Все солдаты из взвода Дубровки в эту ночь крепко и спокойно спали в бывшем овощехранилище. Долго не спал лишь Яков Олейник. До полуночи он часто и заботливо подживлял огонь в широкой нише, выдолбленной в стене овощехранилища; тепло здесь могло быть только от углей, как в камине; солдаты шутили, что, пока не нагреешь весь земной шар, в их случайном жилище будет холодно.
Когда смотришь на огонь, думы летят легко, как стружки от рубанка. А Якову Олейнику вновь приходилось думать о многом. Подкладывая в очаг поленья, он все смотрел и смотрел на огонь…
В очаге рождались чудесные картины. Иногда казалось, что из поленьев, из мертвого дерева, расщепленного топором, начинают вдруг прорастать светло-зеленые, синеватые, фиолетовые и малиновые листья; они шевелятся под струей воздуха, вылетающей в дымоход, они живут, они меняют окраску, как и листья на живых деревьях. Но стоит отвернуться на секунду — в очаге совсем другое… На груду поленьев уже слетелись разноцветные птички, какие приходилось видеть на картинках, изображающих жаркие страны, и вот они щебечут, резвятся, встряхивая радужными крылышками, прыгают с места на место, и нет конца их беспечному веселью… А когда обгорят все дрова опять новая картина. Очаг кажется уголком волшебного сада, где густо цветут, обжигая друг друга, самой яркой, неземной окраски пышные цветы, и ветерок легонько отряхивает с них золотые, багряные, оранжевые лепестки…
До 7 ноября Олейнику казалось, что он не одинок в своем неверии. Но только теперь Олейник, оказавшись в среде солдат, всей душой ощутил свое одиночество. За время, пока он валялся в госпитале, вопреки всяким его ожиданиям, у солдат, несмотря на тяжесть борьбы, так окрепла вера в свои силы и в свою победу, что они, пожалуй, могли бы жить без хлеба — только одной этой живительной верой. "Или они все с ума спятили, — думал Олейник, — или я один одурел?" Но делать было нечего — приходилось верить в то, во что Олейник не верил с начала воины. "Наступать-то, конечно, начнут, раз такое дело, — думал Олейник, туго сдаваясь перед тем, что пришлось увидеть сегодня на передовой. — Да выйдет ли что?"
Только после полуночи, проводив очередную смену часовых и подложив в очаг побольше дров, Олейник прилег с краю на нары.

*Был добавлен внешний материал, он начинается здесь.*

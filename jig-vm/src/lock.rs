//! Hydrated locks and their authorization predicates.
//!
//! Everything here is a pure function of the lock, the identity acting on
//! the jig and the verified signer addresses, so it can be checked without
//! running any guest code.

use jig_types::error::TypesError;
use jig_types::lock::{LockType, SerializedLock};
use jig_types::pointer::Pointer;
use jig_types::primitives::Address;

use crate::error::ExecError;

/// Lock carried by a live jig during execution.
#[derive(Debug, Clone, Copy, PartialEq, Eq)]
pub enum Lock {
    Frozen,
    None,
    Address(Address),
    /// Owned by another jig.
    Jig(Pointer),
    Public,
}

impl Lock {
    pub fn from_serialized(lock: &SerializedLock) -> Result<Self, TypesError> {
        lock.validate()?;
        Ok(match lock.kind {
            LockType::None => Lock::None,
            LockType::Frozen => Lock::Frozen,
            LockType::Public => Lock::Public,
            LockType::Address => {
                let mut address = [0u8; 20];
                address.copy_from_slice(&lock.data);
                Lock::Address(address)
            }
            LockType::Jig => Lock::Jig(Pointer::from_bytes(&lock.data)?),
        })
    }

    pub fn to_serialized(&self) -> SerializedLock {
        match self {
            Lock::Frozen => SerializedLock::frozen(),
            Lock::None => SerializedLock::none(),
            Lock::Address(address) => SerializedLock::address(address),
            Lock::Jig(owner) => SerializedLock::jig(owner),
            Lock::Public => SerializedLock::public(),
        }
    }

    pub fn lock_type(&self) -> LockType {
        match self {
            Lock::Frozen => LockType::Frozen,
            Lock::None => LockType::None,
            Lock::Address(_) => LockType::Address,
            Lock::Jig(_) => LockType::Jig,
            Lock::Public => LockType::Public,
        }
    }

    /// Raw lock payload as stored in guest memory and outputs.
    pub fn data(&self) -> Vec<u8> {
        self.to_serialized().data
    }

    /// Whether methods may be invoked on the jig.
    pub fn can_receive_calls(&self, acting: Option<&Pointer>, signers: &[Address]) -> bool {
        match self {
            Lock::Frozen => false,
            Lock::None | Lock::Public => true,
            Lock::Address(address) => signers.contains(address),
            Lock::Jig(owner) => acting == Some(owner),
        }
    }

    /// Whether the jig may be relocked, funded or otherwise changed.
    pub fn can_be_changed(&self, acting: Option<&Pointer>, signers: &[Address]) -> bool {
        match self {
            Lock::Frozen | Lock::Public => false,
            Lock::None => true,
            Lock::Address(address) => signers.contains(address),
            Lock::Jig(owner) => acting == Some(owner),
        }
    }

    /// A jig with an open lock cannot be committed.
    pub fn is_open(&self) -> bool {
        matches!(self, Lock::None)
    }
}

/// Decide whether `current` may be replaced with `next`.
///
/// `in_own_constructor` is true only while the jig's own constructor is
/// executing; that is the only place a public lock may be installed.
pub fn check_transition(
    current: &Lock,
    next: &Lock,
    acting: Option<&Pointer>,
    signers: &[Address],
    in_own_constructor: bool,
) -> Result<(), ExecError> {
    if matches!(next, Lock::Public) && !in_own_constructor {
        return Err(ExecError::authorization(
            "public lock can only be set from the jig's own constructor",
        ));
    }
    if matches!(current, Lock::Public) {
        if in_own_constructor && matches!(next, Lock::Public) {
            return Ok(());
        }
        return Err(ExecError::authorization("a public lock is permanent"));
    }
    if !current.can_be_changed(acting, signers) {
        return Err(ExecError::authorization(format!(
            "{:?} lock cannot be changed by the current context",
            current.lock_type()
        )));
    }
    Ok(())
}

Еще с полчаса мучили его думы, а потом внезапно навалился дурной и тяжкий, как угар, сон…
И приснилось Олейнику, что лежит он в полуразрушенном блиндаже один, а вокруг гремит бой. Вдруг в блиндаж, где он намеревался остаться, если полк отступит, заскакивает немец, тяжко хрипя, раздувая широкие ноздри…

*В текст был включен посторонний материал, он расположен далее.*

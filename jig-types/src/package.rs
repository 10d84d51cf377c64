use std::collections::BTreeMap;

use borsh::{BorshDeserialize, BorshSerialize};

use crate::abi::Abi;
use crate::error::TypesError;
use crate::primitives::PackageId;

/// A compiled, content-addressed package. Immutable once produced.
#[derive(Debug, Clone, PartialEq, Eq, BorshSerialize, BorshDeserialize)]
pub struct PkgData {
    pub id: PackageId,
    pub abi: Abi,
    /// Compiled WebAssembly binary.
    pub wasm: Vec<u8>,
    pub entries: Vec<String>,
    pub sources: BTreeMap<String, String>,
    pub docs: Vec<u8>,
}

impl PkgData {
    pub fn to_bytes(&self) -> Result<Vec<u8>, TypesError> {
        borsh::to_vec(self).map_err(TypesError::encode)
    }

    pub fn from_bytes(bytes: &[u8]) -> Result<Self, TypesError> {
        PkgData::try_from_slice(bytes).map_err(TypesError::decode)
    }

    pub fn id_hex(&self) -> String {
        hex::encode(self.id)
    }
}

Олейник вздрогнул, открыл глаза и в страхе замер. Что за блажь? В открытую дверь овощехранилища в самом деле лез немецкий солдат в серой шинели, весь заляпанный снегом. Олейник мгновенно соскочил с нар и бросился к оружию.
Из-за двери долетели голоса:
— Лезь, лезь, чего уперся?
— Вы обогрейтесь, а я доложу…
— Есть, товарищ лейтенант!
Подрагивая, Олейник сунул автомат на место. Это вернулись из ночного поиска полковые разведчики, которые действовали на участке их батальона, и, значит, вернулись с "языком".
Вслед за немцем в блиндаж пролезли три разведчика в белых маскхалатах, с красными и мокрыми от снега лицами. Один из них, должно быть старший группы, широколицый, успел заметить, что Олейник только что оторвался от оружия.
— Со сна-то перепугался, товарищ гвардии сержант? — спросил он весело и начал обтирать лицо. — Гляди, как могло выйти? Еще ухлопали бы нашего "языка"! А он, видишь, едва жив, вот мы и толкнули его скорей в тепло. Фу, а здоровая стужа на улице, только теперь вот чую!
Начали просыпаться солдаты. Кое-кто тревожно приподнимался на нарах, оглядывая чужих людей.
— Ну, ребята, вставайте! — сказал старший разведчик, присаживаясь на край нар, в то время как его товарищи разместились на корточках у свободной стенки. — Вставайте, полюбуйтесь немцем. Видите, какие они теперь под матушкой Москвой? Хороши?
Олейник вспомнил того гитлеровца, которого когда-то захватил в плен Андрей Лопухов. Тот был здоров и силен, а этот… У этого был такой вид, что Олейник не сразу поверил своим глазам. Пленный сидел в углу, вытянув и беспомощно разбросав ноги в ботинках. Его хорошо освещало огнем очага. Шинель у гитлеровца была измята и обмызгана, как половая тряпица, а голова поверх пилотки повязана обрывком шарфа и портянкой. Давно уже пленный был обморожен: на грязных, зарастающих рыжей щетиной скулах виднелись коросты, замазанные какой-то мазью. На пленном всюду быстро оттаивал снег. Но он даже не пытался отряхнуть с себя сырость. Он горбился и держал у груди руки в обледенелых перчатках.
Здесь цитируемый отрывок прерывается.